[pymvpa] What is the value of using errorfx when using Cross validation?

Wed Feb 25 15:15:46 UTC 2015

On 25 Feb 2015, at 15:49, gal star <gal.star3051 at gmail.com> wrote:

> I am doing a k-fold cross validation on a data according to the following:
> 1. I'm partioning the data myself - set a train ('0' chunk) and test chunks ('1' chunk).
> 2. Using clf.train() and then clf.predict()
> 3. print the accuracy result and confusion matrix.
> And i'm repeating this k times (by running the script attached k times) […]
> The standard diviation among the accuracy results produced when using CrossValidation class, and the standard diviation among
> accuracy results in the way i described are different.

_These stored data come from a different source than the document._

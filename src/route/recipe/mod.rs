use axum::{http::StatusCode, routing::get, Router};

use crate::{error, AppState};

pub mod model;
pub mod query;
pub mod route;

#[derive(Debug, thiserror::Error)]
pub enum Error {
	#[error("unknown recipe {0}")]
	UnknownRecipe(i64),
}

pub type RouteError = error::RouteError<Error>;

impl From<Error> for RouteError {
	fn from(error: Error) -> Self {
		Self::Route(error)
	}
}

pub fn routes() -> Router<AppState> {
	use route::*;

	Router::new()
		.route("/recipes", get(list_recipes))
		.route("/recipes/page/:page", get(list_recipes_page))
		.route("/recipes/new", get(new_recipe_form).post(create_recipe))
		.route("/recipes/:id", get(get_recipe))
		.route("/recipes/:id/edit", get(edit_recipe_form).post(update_recipe))
		.route(
			"/recipes/:id/remove",
			get(remove_recipe_form).post(remove_recipe),
		)
		.route("/recipes/:id/comment", get(comment_form).post(create_comment))
}

impl error::ErrorShape for Error {
	fn status(&self) -> StatusCode {
		match self {
			Self::UnknownRecipe(..) => StatusCode::NOT_FOUND,
		}
	}

	fn errors(&self) -> Vec<error::Message<'_>> {
		match self {
			Self::UnknownRecipe(..) => error::Message::new("Oppskriften finnes ikke.").into_vec(),
		}
	}
}

#[cfg(test)]
mod test {
	use crate::test::*;

	async fn recipe_count(pool: &Database) -> i64 {
		sqlx::query_scalar("SELECT COUNT(*) FROM recipe")
			.fetch_one(pool)
			.await
			.unwrap()
	}

	#[tokio::test]
	async fn test_listing_hides_unpublished_recipes() {
		let pool = database().await;
		let app = app(pool.clone());
		let (author, _) = user(&pool, "ola").await;

		insert_recipe(&pool, author, "Lapskaus", Some(now() - chrono::Duration::days(1))).await;
		let future =
			insert_recipe(&pool, author, "Fremtidskake", Some(now() + chrono::Duration::days(1)))
				.await;
		let draft = insert_recipe(&pool, author, "Kladdesuppe", None).await;

		let text = app.get("/recipes").await.text();

		assert!(text.contains("Lapskaus"));
		assert!(!text.contains("Fremtidskake"));
		assert!(!text.contains("Kladdesuppe"));

		for id in [future, draft] {
			let response = app.get(&format!("/recipes/{id}")).await;
			assert_eq!(response.status_code(), StatusCode::OK);
		}
	}

	#[tokio::test]
	async fn test_listing_resolves_bad_pages() {
		let pool = database().await;
		let app = app(pool.clone());
		let (author, _) = user(&pool, "ola").await;

		for i in 0..14 {
			insert_recipe(&pool, author, &format!("Oppskrift {i:02}"), Some(now())).await;
		}

		let text = app.get("/recipes/page/0").await.text();
		assert!(text.contains("Side 1 av 3"));
		assert!(text.contains("Oppskrift 00"));

		let text = app.get("/recipes/page/abc").await.text();
		assert!(text.contains("Side 1 av 3"));

		let response = app.get("/recipes/page/999").await;
		assert_eq!(response.status_code(), StatusCode::OK);

		let text = response.text();
		assert!(text.contains("Side 3 av 3"));
		assert!(text.contains("Oppskrift 13"));
		assert!(!text.contains("Oppskrift 11"));

		let text = app.get("/recipes/page/99999999999999999999").await.text();
		assert!(text.contains("Side 3 av 3"));
	}

	#[tokio::test]
	async fn test_empty_listing_has_one_page() {
		let app = app(database().await);

		let response = app.get("/recipes/page/2").await;

		assert_eq!(response.status_code(), StatusCode::OK);
		assert!(response.text().contains("Side 1 av 1"));
	}

	#[tokio::test]
	async fn test_detail_shows_author_categories_and_comments() {
		let pool = database().await;
		let app = app(pool.clone());
		let (author, _) = user(&pool, "ola").await;

		let recipe = insert_recipe(&pool, author, "Fiskesuppe", Some(now())).await;
		let category = insert_category(&pool, "Sjømat").await;
		link(&pool, recipe, category).await;

		let response = app
			.post(&format!("/recipes/{recipe}/comment"))
			.form(&[("author", "Kari"), ("content", "Nydelig!")])
			.await;

		assert_eq!(response.status_code(), StatusCode::SEE_OTHER);
		assert_eq!(response.header("location"), format!("/recipes/{recipe}").as_str());

		let text = app.get(&format!("/recipes/{recipe}")).await.text();

		assert!(text.contains("Fiskesuppe"));
		assert!(text.contains("av ola"));
		assert!(text.contains("Sjømat"));
		assert!(text.contains("Kari"));
		assert!(text.contains("Nydelig!"));
	}

	#[tokio::test]
	async fn test_unknown_recipe_is_not_found() {
		let app = app(database().await);

		assert_eq!(app.get("/recipes/42").await.status_code(), StatusCode::NOT_FOUND);
		assert_eq!(app.get("/recipes/abc").await.status_code(), StatusCode::NOT_FOUND);
		assert_eq!(
			app.get("/recipes/42/comment").await.status_code(),
			StatusCode::NOT_FOUND
		);
	}

	#[tokio::test]
	async fn test_invalid_comment_is_not_saved() {
		let pool = database().await;
		let app = app(pool.clone());
		let (author, _) = user(&pool, "ola").await;
		let recipe = insert_recipe(&pool, author, "Fiskesuppe", Some(now())).await;

		let response = app
			.post(&format!("/recipes/{recipe}/comment"))
			.form(&[("author", "Kari"), ("content", "")])
			.await;

		assert_eq!(response.status_code(), StatusCode::OK);
		assert!(response.text().contains("content: kan ikke være tom"));

		let count: i64 = sqlx::query_scalar("SELECT COUNT(*) FROM comment")
			.fetch_one(&pool)
			.await
			.unwrap();

		assert_eq!(count, 0);
	}

	#[tokio::test]
	async fn test_create_recipe_stamps_author_and_time() {
		let pool = database().await;
		let app = app(pool.clone());
		let (author, cookie) = user(&pool, "ola").await;
		let dinner = insert_category(&pool, "Middag").await.to_string();
		let fish = insert_category(&pool, "Fisk").await.to_string();

		let response = app
			.post("/recipes/new")
			.add_header(header::COOKIE, cookie)
			.form(&[
				("title", "Torsk"),
				("text", "Kok torsken."),
				("categories", dinner.as_str()),
				("categories", fish.as_str()),
			])
			.await;

		assert_eq!(response.status_code(), StatusCode::SEE_OTHER);

		let (id, author_id, published): (i64, Uuid, Option<chrono::DateTime<chrono::Utc>>) =
			sqlx::query_as("SELECT id, author_id, published_date FROM recipe")
				.fetch_one(&pool)
				.await
				.unwrap();

		assert_eq!(response.header("location"), format!("/recipes/{id}").as_str());
		assert_eq!(author_id, author);
		assert_eq!(published, Some(now()));

		let categories: i64 =
			sqlx::query_scalar("SELECT COUNT(*) FROM recipe_category WHERE recipe_id = ?")
				.bind(id)
				.fetch_one(&pool)
				.await
				.unwrap();

		assert_eq!(categories, 2);
	}

	#[tokio::test]
	async fn test_create_recipe_rejects_missing_fields() {
		let pool = database().await;
		let app = app(pool.clone());
		let (_, cookie) = user(&pool, "ola").await;

		let response = app
			.post("/recipes/new")
			.add_header(header::COOKIE, cookie)
			.form(&[("title", "Uten fremgangsmåte"), ("text", "")])
			.await;

		assert_eq!(response.status_code(), StatusCode::OK);

		let text = response.text();
		assert!(text.contains("text: kan ikke være tom"));
		assert!(text.contains("Uten fremgangsmåte"));
		assert_eq!(recipe_count(&pool).await, 0);
	}

	#[tokio::test]
	async fn test_create_recipe_rejects_unknown_category() {
		let pool = database().await;
		let app = app(pool.clone());
		let (_, cookie) = user(&pool, "ola").await;

		let response = app
			.post("/recipes/new")
			.add_header(header::COOKIE, cookie)
			.form(&[("title", "Torsk"), ("text", "Kok torsken."), ("categories", "99")])
			.await;

		assert_eq!(response.status_code(), StatusCode::OK);
		assert!(response.text().contains("categories: ugyldig valg 99"));
		assert_eq!(recipe_count(&pool).await, 0);
	}

	#[tokio::test]
	async fn test_edit_recipe_restamps_author() {
		let pool = database().await;
		let app = app(pool.clone());
		let (original, _) = user(&pool, "ola").await;
		let (editor, cookie) = user(&pool, "kari").await;

		let recipe = insert_recipe(&pool, original, "Vafler", None).await;
		let category = insert_category(&pool, "Dessert").await;
		link(&pool, recipe, category).await;

		let response = app
			.get(&format!("/recipes/{recipe}/edit"))
			.add_header(header::COOKIE, cookie.clone())
			.await;

		assert_eq!(response.status_code(), StatusCode::OK);
		assert!(response.text().contains("Vafler"));

		let response = app
			.post(&format!("/recipes/{recipe}/edit"))
			.add_header(header::COOKIE, cookie)
			.form(&[("title", "Sprø vafler"), ("text", "Stek dem lenge.")])
			.await;

		assert_eq!(response.status_code(), StatusCode::SEE_OTHER);

		let (title, author_id, published): (String, Uuid, Option<chrono::DateTime<chrono::Utc>>) =
			sqlx::query_as("SELECT title, author_id, published_date FROM recipe WHERE id = ?")
				.bind(recipe)
				.fetch_one(&pool)
				.await
				.unwrap();

		assert_eq!(title, "Sprø vafler");
		assert_eq!(author_id, editor);
		assert_eq!(published, Some(now()));

		let links: i64 = sqlx::query_scalar("SELECT COUNT(*) FROM recipe_category")
			.fetch_one(&pool)
			.await
			.unwrap();

		assert_eq!(links, 0);
	}

	#[tokio::test]
	async fn test_remove_recipe() {
		let pool = database().await;
		let app = app(pool.clone());
		let (author, cookie) = user(&pool, "ola").await;
		let recipe = insert_recipe(&pool, author, "Pinnekjøtt", Some(now())).await;

		let response = app
			.get(&format!("/recipes/{recipe}/remove"))
			.add_header(header::COOKIE, cookie.clone())
			.await;

		assert_eq!(response.status_code(), StatusCode::OK);
		assert_eq!(recipe_count(&pool).await, 1);

		let response = app
			.post(&format!("/recipes/{recipe}/remove"))
			.add_header(header::COOKIE, cookie.clone())
			.await;

		assert_eq!(response.status_code(), StatusCode::SEE_OTHER);
		assert_eq!(response.header("location"), "/recipes");
		assert_eq!(
			app.get(&format!("/recipes/{recipe}")).await.status_code(),
			StatusCode::NOT_FOUND
		);
	}

	#[tokio::test]
	async fn test_remove_unknown_recipe_is_not_found() {
		let pool = database().await;
		let app = app(pool.clone());
		let (author, cookie) = user(&pool, "ola").await;
		insert_recipe(&pool, author, "Pinnekjøtt", Some(now())).await;

		let response = app
			.post("/recipes/999/remove")
			.add_header(header::COOKIE, cookie)
			.await;

		assert_eq!(response.status_code(), StatusCode::NOT_FOUND);
		assert_eq!(recipe_count(&pool).await, 1);
	}

	#[tokio::test]
	async fn test_recipe_changes_require_login() {
		let pool = database().await;
		let app = app(pool.clone());
		let (author, _) = user(&pool, "ola").await;
		let recipe = insert_recipe(&pool, author, "Pinnekjøtt", Some(now())).await;

		let response = app.post(&format!("/recipes/{recipe}/remove")).await;

		assert_eq!(response.status_code(), StatusCode::SEE_OTHER);
		assert_eq!(
			response.header("location"),
			format!("/accounts/login?next=%2Frecipes%2F{recipe}%2Fremove").as_str()
		);
		assert_eq!(recipe_count(&pool).await, 1);
	}
}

- your script really is quite messy (lots of code commented out, no documentation), which does not invite others to read and understand your code. Furthermore, it does not actually allow others to reproduce the issue. For future reference It is helpful if you can provide a minimal running example so that others can reproduce what you reported.

- from what I understand from the script, you provide ‘fold' as a parameter, but that parameter is actually not used in the script for your ‘manual’ crossvalidation. In your manual cross validation, you seem to always use chunk 0 for training and chunk 1 for testing.

- the nfold for k folds partitioner trains on (k-1) folds, which is more than the 1 fold you are training on if k>2. This will generally lead to more stable results and thus a lower standard deviation of accuracies.